問題の週末。私は居間でじっとその時を待っていた。
「望おねーちゃん? どうしたの?」
奏楽ちゃんが上目使いで質問して来る。
「奏楽ちゃん。これから大事な戦いが始まるの」
「たたかい?」
首を傾げて奏楽ちゃんは更に問いかけて来た。詳しく話そうとした時、私の携帯が震える。
「来た!」
急いで携帯を取り、通話ボタンを押す。
『こちら、雅。響がこっちに帰って来た模様』
因みにお兄ちゃんからは『今日は遅くなる』と聞いている。
(やっぱり……デート!)
雅ちゃんからの電話を切り、次に霙ちゃんに電話を掛けた。
「霙ちゃん! お兄ちゃん、こっちの世界に帰って来た! 匂いで居場所を教えて!」
『了解であります!』
そう言って霙ちゃんが3回、匂いを嗅ぐ。見えてはいないが音でわかった。
『いました! 繁華街と呼ばれる方向です!』
「了解! 雅ちゃんに連絡してから駅前に集合!」
『了解であります!』
すぐに電話を切り、奏楽ちゃんの方を向く。
「奏楽ちゃん! 出かけるよ!」
「え? どこに?」
「お兄ちゃんの所!」
「? わかった! 準備して来るね!」
とてとてと可愛らしく2階へ向かう奏楽ちゃん。出かける為の準備をするのだろう。
「私も急がなきゃ!」
そう言って準備しておいた服に着替え始める。
「……ねぇ? 響ちゃん」
「ああ、知ってる」
午後4時。
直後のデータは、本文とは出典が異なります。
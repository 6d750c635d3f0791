use crate::Route;
use dioxus::prelude::*;
use labs_ui::LabsIndexView;

#[component]
pub fn LabsIndex() -> Element {
    rsx! {
        LabsIndexView {
            on_lab_click: move |lab_id: String| {
                navigator().push(Route::LabPage { lab_id });
            },
        }
    }
}
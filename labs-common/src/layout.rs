//! Path to layout decision
//!
//! The labs index supplies its own page design, so it is rendered without
//! chrome. Every other path gets the header and navigation, whether or not
//! its last segment names a registered lab.

use crate::lab::{LabConfig, LabSection};
use crate::registry::LabRegistry;

/// Path of the labs index page
pub const LABS_INDEX_PATH: &str = "/labs";

/// Header title shown when the path does not name a registered lab
pub const FALLBACK_TITLE: &str = "Lab";

#[derive(Clone, Debug, PartialEq)]
pub enum LayoutPlan {
    /// Render the nested content as-is
    Bare,
    /// Render header, navigation and content slot
    Framed(LabFrame),
}

/// Everything the framed layout needs for one render
#[derive(Clone, Debug, PartialEq)]
pub struct LabFrame {
    /// Last path segment, `None` when empty
    pub lab_id: Option<String>,
    /// Registry entry for `lab_id`, if any
    pub lab: Option<&'static LabConfig>,
}

impl LabFrame {
    pub fn title(&self) -> &'static str {
        self.lab.map(|lab| lab.title).unwrap_or(FALLBACK_TITLE)
    }

    pub fn sections(&self) -> &'static [LabSection] {
        self.lab.map(|lab| lab.sections).unwrap_or(&[])
    }

    pub fn is_known(&self) -> bool {
        self.lab.is_some()
    }
}

/// Drop query/fragment and a trailing slash.
pub fn normalize_path(path: &str) -> &str {
    let end = path.find(['?', '#']).unwrap_or(path.len());
    let path = &path[..end];
    match path.strip_suffix('/') {
        Some(stripped) if !stripped.is_empty() => stripped,
        _ => path,
    }
}

/// Final segment of the path, taken as a raw lab id.
pub fn current_lab_id(path: &str) -> Option<&str> {
    normalize_path(path)
        .rsplit('/')
        .next()
        .filter(|segment| !segment.is_empty())
}

pub fn resolve(path: &str, registry: &LabRegistry) -> LayoutPlan {
    if normalize_path(path) == LABS_INDEX_PATH {
        return LayoutPlan::Bare;
    }

    let lab_id = current_lab_id(path);
    LayoutPlan::Framed(LabFrame {
        lab: lab_id.and_then(|id| registry.get(id)),
        lab_id: lab_id.map(str::to_string),
    })
}

#[cfg(test)]
mod tests {
    use super::*;
    use crate::registry::LAB_REGISTRY;

    fn framed(path: &str) -> LabFrame {
        match resolve(path, &LAB_REGISTRY) {
            LayoutPlan::Framed(frame) => frame,
            LayoutPlan::Bare => panic!("{path} should be framed"),
        }
    }

    #[test]
    fn test_index_is_bare() {
        assert_eq!(resolve("/labs", &LAB_REGISTRY), LayoutPlan::Bare);
        assert_eq!(resolve("/labs/", &LAB_REGISTRY), LayoutPlan::Bare);
        assert_eq!(resolve("/labs?tab=all", &LAB_REGISTRY), LayoutPlan::Bare);
    }

    #[test]
    fn test_known_lab() {
        let frame = framed("/labs/lab2");
        assert_eq!(frame.lab_id.as_deref(), Some("lab2"));
        assert!(frame.is_known());
        assert_eq!(frame.title(), "Lab 2: AI Lifecycle & MLOps Integration");
        assert_eq!(frame.sections().len(), 18);
        assert_eq!(frame.sections(), LAB_REGISTRY.get("lab2").unwrap().sections);
    }

    #[test]
    fn test_fragment_and_trailing_slash_ignored() {
        assert_eq!(framed("/labs/lab3/").lab_id.as_deref(), Some("lab3"));
        assert_eq!(framed("/labs/lab3#part-b").lab_id.as_deref(), Some("lab3"));
        assert_eq!(framed("/labs/lab3?x=1#y").title(), "Lab 3: Testing AI Systems");
    }

    #[test]
    fn test_unknown_lab_falls_back() {
        let frame = framed("/labs/lab9");
        assert_eq!(frame.lab_id.as_deref(), Some("lab9"));
        assert!(!frame.is_known());
        assert_eq!(frame.title(), FALLBACK_TITLE);
        assert!(frame.sections().is_empty());
    }

    #[test]
    fn test_only_last_segment_matters() {
        let frame = framed("/somewhere/else/lab1");
        assert_eq!(frame.title(), "Lab 1: Environment Setup & Project Introduction");
        assert!(!framed("/labs/lab1/extra").is_known());
    }

    #[test]
    fn test_empty_segment_has_no_lab_id() {
        for path in ["", "/", "//"] {
            let frame = framed(path);
            assert_eq!(frame.lab_id, None, "path {path:?}");
            assert_eq!(frame.title(), FALLBACK_TITLE);
        }
    }

    #[test]
    fn test_normalize_path() {
        assert_eq!(normalize_path("/labs/lab1/"), "/labs/lab1");
        assert_eq!(normalize_path("/labs/lab1?a=b"), "/labs/lab1");
        assert_eq!(normalize_path("/labs#top"), "/labs");
        assert_eq!(normalize_path("/"), "/");
        assert_eq!(normalize_path(""), "");
    }

    #[test]
    fn test_resolve_is_deterministic() {
        for path in ["/labs", "/labs/lab4", "/labs/nope", ""] {
            assert_eq!(resolve(path, &LAB_REGISTRY), resolve(path, &LAB_REGISTRY));
        }
    }
}
pub mod chat;
pub mod providers;
pub mod sessions;

use serde::Serialize;

pub(crate) fn print_json<T: Serialize + ?Sized>(value: &T) -> anyhow::Result<()> {
    println!("{}", serde_json::to_string_pretty(value)?);
    Ok(())
}
use agbridge_core::*;
use std::env;
use std::path::{Path, PathBuf};

#[test]
fn test_resolve_data_dir_explicit_wins() {
    unsafe {
        env::set_var("AGBRIDGE_PATH", "/env/data");
    }

    let result = resolve_data_dir(Some("/explicit/data")).unwrap();
    assert_eq!(result, PathBuf::from("/explicit/data"));

    unsafe {
        env::remove_var("AGBRIDGE_PATH");
    }
}

#[test]
fn test_expand_tilde_leaves_absolute_paths() {
    assert_eq!(expand_tilde("/var/tmp"), PathBuf::from("/var/tmp"));

    if let Some(home) = dirs::home_dir() {
        assert_eq!(expand_tilde("~/.claude"), home.join(".claude"));
    }
}

#[test]
fn test_encode_project_dir() {
    assert_eq!(
        encode_project_dir(Path::new("/home/user/my.project")),
        "-home-user-my-project"
    );
    assert_eq!(encode_project_dir(Path::new("/srv/app")), "-srv-app");
}

#[test]
fn test_decode_project_dir() {
    assert_eq!(decode_project_dir("-home-user-project"), "/home/user/project");
    assert_eq!(decode_project_dir("-srv"), "/srv");
    assert_eq!(decode_project_dir(""), "");
}

#[test]
fn test_decode_is_stable_for_encoded_paths() {
    let encoded = encode_project_dir(Path::new("/srv/app/api"));
    let decoded = decode_project_dir(&encoded);
    assert_eq!(decoded, "/srv/app/api");
    assert_eq!(encode_project_dir(Path::new(&decoded)), encoded);
}
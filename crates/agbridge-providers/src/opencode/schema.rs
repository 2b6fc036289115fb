use serde::Deserialize;
use serde_json::Value;

#[derive(Debug, Deserialize, Clone, Default)]
pub(crate) struct TimeInfo {
    #[serde(default)]
    pub created: Option<i64>,
    #[serde(default)]
    pub updated: Option<i64>,
}

/// `storage/session/<projectID>/<sessionID>.json`
#[derive(Debug, Deserialize, Clone)]
pub(crate) struct SessionInfo {
    pub id: String,
    #[serde(default)]
    pub title: Option<String>,
    #[serde(default)]
    pub directory: Option<String>,
    #[serde(default)]
    pub time: TimeInfo,
}

/// `storage/message/<sessionID>/<messageID>.json`
#[derive(Debug, Deserialize, Clone)]
pub(crate) struct MessageInfo {
    pub id: String,
    pub role: String,
    #[serde(default)]
    pub time: TimeInfo,
}

#[derive(Debug, Deserialize, Clone, Default)]
pub(crate) struct ToolState {
    #[serde(default)]
    pub status: Option<String>,
    #[serde(default)]
    pub input: Option<Value>,
    #[serde(default)]
    pub output: Option<Value>,
    #[serde(default)]
    pub title: Option<String>,
    #[serde(default)]
    pub error: Option<String>,
}

/// `storage/part/<messageID>/<partID>.json`
#[derive(Debug, Deserialize, Clone)]
pub(crate) struct PartInfo {
    pub id: String,
    #[serde(default, rename = "sessionID")]
    pub session_id: Option<String>,
    #[serde(rename = "type")]
    pub kind: String,
    #[serde(default)]
    pub text: Option<String>,
    #[serde(default)]
    pub synthetic: bool,
    #[serde(default)]
    pub tool: Option<String>,
    #[serde(default, rename = "callID")]
    pub call_id: Option<String>,
    #[serde(default)]
    pub state: Option<ToolState>,
}

/// One line of `opencode run --format json` output.
#[derive(Debug, Deserialize, Clone)]
pub(crate) struct StreamLine {
    #[serde(rename = "type")]
    pub kind: String,
    #[serde(default, rename = "sessionID")]
    pub session_id: Option<String>,
    #[serde(default)]
    pub part: Option<StreamPart>,
    #[serde(default)]
    pub error: Option<Value>,
}

#[derive(Debug, Deserialize, Clone, Default)]
pub(crate) struct StreamPart {
    #[serde(default)]
    pub id: Option<String>,
    #[serde(default)]
    pub text: Option<String>,
    #[serde(default)]
    pub tool: Option<String>,
    #[serde(default)]
    pub name: Option<String>,
    #[serde(default, rename = "callID")]
    pub call_id: Option<String>,
    #[serde(default)]
    pub state: Option<ToolState>,
    #[serde(default)]
    pub input: Option<Value>,
    #[serde(default)]
    pub output: Option<Value>,
}

impl StreamPart {
    pub fn tool_id(&self) -> Option<&str> {
        self.call_id.as_deref().or(self.id.as_deref())
    }

    pub fn tool_name(&self) -> &str {
        self.tool
            .as_deref()
            .or(self.name.as_deref())
            .unwrap_or("tool")
    }

    pub fn input(&self) -> Option<&Value> {
        self.state
            .as_ref()
            .and_then(|s| s.input.as_ref())
            .or(self.input.as_ref())
            .filter(|v| !v.is_null())
    }

    pub fn output(&self) -> Option<&Value> {
        self.state
            .as_ref()
            .and_then(|s| s.output.as_ref())
            .or(self.output.as_ref())
            .filter(|v| !v.is_null())
    }

    /// Short human label the backend gives a running tool.
    pub fn title(&self) -> Option<&str> {
        self.state
            .as_ref()
            .and_then(|s| s.title.as_deref())
            .filter(|t| !t.trim().is_empty())
    }

    pub fn error(&self) -> Option<&str> {
        let state = self.state.as_ref()?;
        if state.status.as_deref() == Some("error") {
            return Some(state.error.as_deref().unwrap_or("Tool failed"));
        }
        None
    }
}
繁華街を歩く俺、悟、怜奈。どこに行こうか相談しながら歩いていたのだが、後ろから奇妙な視線を感じたのだろう。怜奈が俺を呼ぶ。まぁ、犯人は知っているんだが。
「あれ、電話? 師匠からだ」
突然、悟の携帯が鳴り響く。相手は犯人かららしい。
「悟。少しいいか?」
怜奈を挟んで歩いていたので顔を少しだけ前にずらし、悟の顔を見ながら呼びかける。
「え?」
「望の質問には『偶然だ』で対応しろ」
「? いいけど……」
首を傾げながらも悟は電話に出る。
「怜奈、少しの間だけ俺の後ろを歩いてくれ」
「ん? どうしてかはわからないけどいいよ」
怜奈が俺の指示通り、俺の後ろに移動した。これで後ろにいる身内から俺の姿は見えにくくなっただろう(怜奈は意外に背が高く、俺と同じくらいなのだ)。悟の携帯に耳を近づけてもばれない。
「もしもし? 師匠、どうしたの?」
『どうしたも何もありません! どうして、悟さんがいるんですか!?』
「ぐ、偶然だ」
『偶然だ!? 何で空気を読まないんですか! バカなんですか! 死ぬんですか!? 偶然が許される事はランダム性の高い弾幕を避けられなかった時だけなんですよ! いいですか? 早く、その場を離れてくださいね!!』
ブチッ、と強引に電話が切られる。
「……なぁ、響?」
「お前の思ってる通りだ。ただのバカなんだよ。俺の家族は……」
溜息、一つ。怜奈に『隣に戻って良い』と言ってから後ろの3人と1匹をどうするか考える。
(……丁度いい機会か)
「悟、怜奈。走るぞ」
「はいはい」「え? 何で?」
「いいから!」
俺が怜奈の右手を悟が怜奈の左手を掴んで走り始めた。後ろから望、雅、霙(子犬)、それに乗った奏楽が付いて来る。何度も角を曲がって撒こうとするが、霙の嗅覚があるので撒けない。
(それは想定内……なら!)
「いいか? 次の角を曲がった瞬間、180度回転。その後、来た道を戻る!」
「「了解!!」」
いつしか、悟だけでなく怜奈も笑顔だった。何だか、こうやっていると昔を思い出す。3人で遊んでいた時を――。
「悟!」
角を曲がった瞬間、悟の名を呼ぶ。これだけで俺の言いたい事は伝わる。
「おう!」
俺の読み通り、悟が頷き怜奈の手を両手で掴んで踏ん張った。悟を中心に、俺と怜奈が円を描くような軌道を描き、180度回転。先ほど曲がった角を再び、曲がる。それと同時に俺は怜奈の手を離し、一気にスピードを上げた。
「「え!?」」「キャンッ!?」「おにーちゃん!」
目の前には俺たちを見て驚愕する望、雅、霙。何故か、奏楽だけはわかっていたようで笑顔だった。
「人を尾行するんじゃありません!!」
「ふぎゅっ!」
俺はそう叫びながらジャンプし、飛び蹴りを放つ。俺の靴底は雅の顔面に突き刺さり、後方に吹き飛ばした。